NY Judge Says Facebook Posts Can Be Used as Court Evidence -- Even if They're Private
As Forbes explains, the Suffolk County, New York case involved a woman who was personally injured after falling out of an office chair in 2003. Claiming that the incident was due to the chair's defective construction, the plaintiff, Kathleen Romano, filed a lawsuit against the manufacturer, seeking damages for the injuries she sustained. The chair company's lawyers, however, were skeptical of the true extent of her injuries, citing public photos on Romano's Facebook profile that showed the defendant smiling in front of her home, instead of suffering from, say, a hospital bed. Her public Facebook history, moreover, revealed that she'd taken a vacation to Florida shortly after sustaining the allegedly severe injuries. On these grounds, then, the defense argued that there may be more salient evidence to be culled from the private areas of her profile, and requested a subpoena to access both her Facebook and MySpace accounts.
At first, Facebook refused to hand over Romano's data, on the basis that doing so would violate federal law. The judge, however, disagreed. "Both Facebook and MySpace are social networking sites where people can share information about their personal lives, including posting photographs and sharing information about what they are doing or thinking," wrote Justice Jeffrey Arlen Spinner. Spinner went on to argue that when the woman "created her Facebook and MySpace accounts, she consented to the fact that her personal information would be shared with others, notwithstanding her privacy settings. Indeed, that is the very nature and purpose of these social networking sites else they would cease to exist."
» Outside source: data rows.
//! Durable storage for the cart.
//!
//! The whole line-item sequence is saved under a single key after every
//! effective mutation and read back once when the store opens.
//!
//! # Payload
//!
//! ```json
//! {"version": 0, "state": {"items": [{"id": "p1", "type": "product", ...}]}}
//! ```
//!
//! Any payload that cannot be read, or carries an unknown version, is treated
//! by the store as "no saved cart".

use std::fs;
use std::io::{self, Write};
use std::path::{Path, PathBuf};
use std::sync::atomic::{AtomicBool, AtomicU64, Ordering};
use std::sync::{Mutex, PoisonError};

use serde::{Deserialize, Serialize};
use thiserror::Error;

use tjs_core::CartLineItem;

/// Name under which the cart is stored.
pub const STORAGE_KEY: &str = "tjs-cart-storage";

/// Version written into every payload.
pub const PAYLOAD_VERSION: u32 = 0;

/// Errors from reading or writing the saved cart.
#[derive(Debug, Error)]
pub enum StorageError {
    /// Filesystem read or write failed.
    #[error("I/O error: {0}")]
    Io(#[from] io::Error),

    /// Payload could not be encoded or decoded.
    #[error("serialization error: {0}")]
    Serialization(#[from] serde_json::Error),

    /// Payload was written by an unknown format version.
    #[error("unsupported payload version: {0}")]
    UnsupportedVersion(u32),

    /// Backend refused the operation.
    #[error("storage unavailable: {0}")]
    Unavailable(String),
}

/// Where the cart is kept between sessions.
///
/// Implementations must be safe to share across handler tasks.
pub trait CartStorage: Send + Sync {
    /// Read the saved line items, or `None` if nothing has been saved yet.
    ///
    /// # Errors
    ///
    /// Returns `StorageError` if the payload exists but cannot be read.
    fn load(&self) -> Result<Option<Vec<CartLineItem>>, StorageError>;

    /// Replace the saved line items.
    ///
    /// # Errors
    ///
    /// Returns `StorageError` if the payload cannot be written.
    fn save(&self, items: &[CartLineItem]) -> Result<(), StorageError>;
}

#[derive(Serialize, Deserialize)]
struct Envelope<T> {
    version: u32,
    state: EnvelopeState<T>,
}

#[derive(Serialize, Deserialize)]
struct EnvelopeState<T> {
    items: T,
}

/// Encode line items into the persisted payload.
///
/// # Errors
///
/// Returns `StorageError::Serialization` if encoding fails.
pub fn encode(items: &[CartLineItem]) -> Result<String, StorageError> {
    let envelope = Envelope {
        version: PAYLOAD_VERSION,
        state: EnvelopeState { items },
    };
    Ok(serde_json::to_string(&envelope)?)
}

/// Decode a persisted payload.
///
/// # Errors
///
/// Returns `StorageError` if the payload is malformed or has an unknown version.
pub fn decode(payload: &str) -> Result<Vec<CartLineItem>, StorageError> {
    let envelope: Envelope<Vec<CartLineItem>> = serde_json::from_str(payload)?;
    if envelope.version != PAYLOAD_VERSION {
        return Err(StorageError::UnsupportedVersion(envelope.version));
    }
    Ok(envelope.state.items)
}

// =============================================================================
// In-memory storage
// =============================================================================

/// Process-local storage, used by tests and as a fallback.
///
/// Payloads go through the same encoding as the file backend so round-trip
/// behaviour is identical.
#[derive(Debug, Default)]
pub struct MemoryCartStorage {
    payload: Mutex<Option<String>>,
    fail_saves: AtomicBool,
}

impl MemoryCartStorage {
    #[must_use]
    pub fn new() -> Self {
        Self::default()
    }

    /// Start with a raw payload, as if a previous session had saved it.
    #[must_use]
    pub fn with_payload(payload: impl Into<String>) -> Self {
        Self {
            payload: Mutex::new(Some(payload.into())),
            fail_saves: AtomicBool::new(false),
        }
    }

    /// The raw payload currently saved.
    #[must_use]
    pub fn payload(&self) -> Option<String> {
        self.payload
            .lock()
            .unwrap_or_else(PoisonError::into_inner)
            .clone()
    }

    /// Make subsequent saves fail with `StorageError::Unavailable`.
    pub fn set_fail_saves(&self, fail: bool) {
        self.fail_saves.store(fail, Ordering::SeqCst);
    }
}

impl CartStorage for MemoryCartStorage {
    fn load(&self) -> Result<Option<Vec<CartLineItem>>, StorageError> {
        self.payload().as_deref().map(decode).transpose()
    }

    fn save(&self, items: &[CartLineItem]) -> Result<(), StorageError> {
        if self.fail_saves.load(Ordering::SeqCst) {
            return Err(StorageError::Unavailable("saves disabled".to_string()));
        }
        let encoded = encode(items)?;
        *self.payload.lock().unwrap_or_else(PoisonError::into_inner) = Some(encoded);
        Ok(())
    }
}

// =============================================================================
// File storage
// =============================================================================

static TEMP_SEQ: AtomicU64 = AtomicU64::new(0);

/// Saves the cart as `<dir>/tjs-cart-storage.json`.
///
/// Writes go to a temporary sibling file that is then renamed over the
/// target, so a crash mid-write leaves the previous payload intact.
///
/// The file is read only when a store opens. One process should own a cart
/// file at a time: a second writer's changes are replaced by the owner's next
/// save.
#[derive(Debug, Clone)]
pub struct JsonFileCartStorage {
    path: PathBuf,
}

impl JsonFileCartStorage {
    /// Storage rooted in `dir`. The directory is created on first save.
    #[must_use]
    pub fn new(dir: impl AsRef<Path>) -> Self {
        Self {
            path: dir.as_ref().join(format!("{STORAGE_KEY}.json")),
        }
    }

    /// Full path of the payload file.
    #[must_use]
    pub fn path(&self) -> &Path {
        &self.path
    }

    /// A temporary sibling unique to this process and save, so concurrent
    /// writers never share a partially written file.
    fn temp_path(&self) -> PathBuf {
        let seq = TEMP_SEQ.fetch_add(1, Ordering::Relaxed);
        self.path
            .with_extension(format!("json.{}.{seq}.tmp", std::process::id()))
    }
}

impl CartStorage for JsonFileCartStorage {
    fn load(&self) -> Result<Option<Vec<CartLineItem>>, StorageError> {
        match fs::read_to_string(&self.path) {
            Ok(payload) => decode(&payload).map(Some),
            Err(e) if e.kind() == io::ErrorKind::NotFound => Ok(None),
            Err(e) => Err(e.into()),
        }
    }

    fn save(&self, items: &[CartLineItem]) -> Result<(), StorageError> {
        let encoded = encode(items)?;
        if let Some(dir) = self.path.parent() {
            fs::create_dir_all(dir)?;
        }

        let temp = self.temp_path();
        {
            let mut file = fs::File::create(&temp)?;
            file.write_all(encoded.as_bytes())?;
            file.sync_all()?;
        }
        fs::rename(&temp, &self.path)?;

        tracing::debug!(path = %self.path.display(), lines = items.len(), "Cart saved");
        Ok(())
    }
}
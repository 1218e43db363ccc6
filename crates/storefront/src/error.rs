//! Unified error handling with Sentry integration.
//!
//! Provides a unified `AppError` type that captures errors to Sentry before
//! responding to the client. Route handlers that can fail return
//! `Result<T, AppError>`.

use axum::{
    extract::rejection::JsonRejection,
    http::StatusCode,
    response::{IntoResponse, Response},
};
use thiserror::Error;

/// Application-level error type for the storefront.
#[derive(Debug, Error)]
pub enum AppError {
    /// Request body could not be parsed.
    #[error("Invalid request body: {0}")]
    Json(#[from] JsonRejection),

    /// Resource not found.
    #[error("Not found: {0}")]
    NotFound(String),

    /// Bad request from client.
    #[error("Bad request: {0}")]
    BadRequest(String),

    /// Internal server error.
    #[error("Internal error: {0}")]
    Internal(String),
}

impl IntoResponse for AppError {
    fn into_response(self) -> Response {
        // Capture server errors to Sentry
        if matches!(self, Self::Internal(_)) {
            let event_id = sentry::capture_error(&self);
            tracing::error!(
                error = %self,
                sentry_event_id = %event_id,
                "Request error"
            );
        }

        let status = match &self {
            Self::Json(rejection) => rejection.status(),
            Self::NotFound(_) => StatusCode::NOT_FOUND,
            Self::BadRequest(_) => StatusCode::BAD_REQUEST,
            Self::Internal(_) => StatusCode::INTERNAL_SERVER_ERROR,
        };

        // Don't expose internal error details to clients
        let message = match &self {
            Self::Internal(_) => "Internal server error".to_string(),
            Self::Json(rejection) => rejection.body_text(),
            _ => self.to_string(),
        };

        (status, message).into_response()
    }
}

/// Result type alias for `AppError`.
pub type Result<T> = std::result::Result<T, AppError>;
We're still not sure about his thoughts on the implicit transparency of social networking as a whole, but we do think that Spinner's ruling was sound, albeit for different reasons. In this case, the defense used her public pictures as justification for further investigation, which, if you think about it, is no different than a police officer searching a speeder's car after smelling marijuana. As long as the defense lawyers have a legally sound justification for breaching someone's privacy, they should be able to do so. To argue that Facebook users should always expect their information to be rendered public, on the other hand, would irrationally imply that investigators have carte blanche to dig through our personal files -- regardless of legal justification.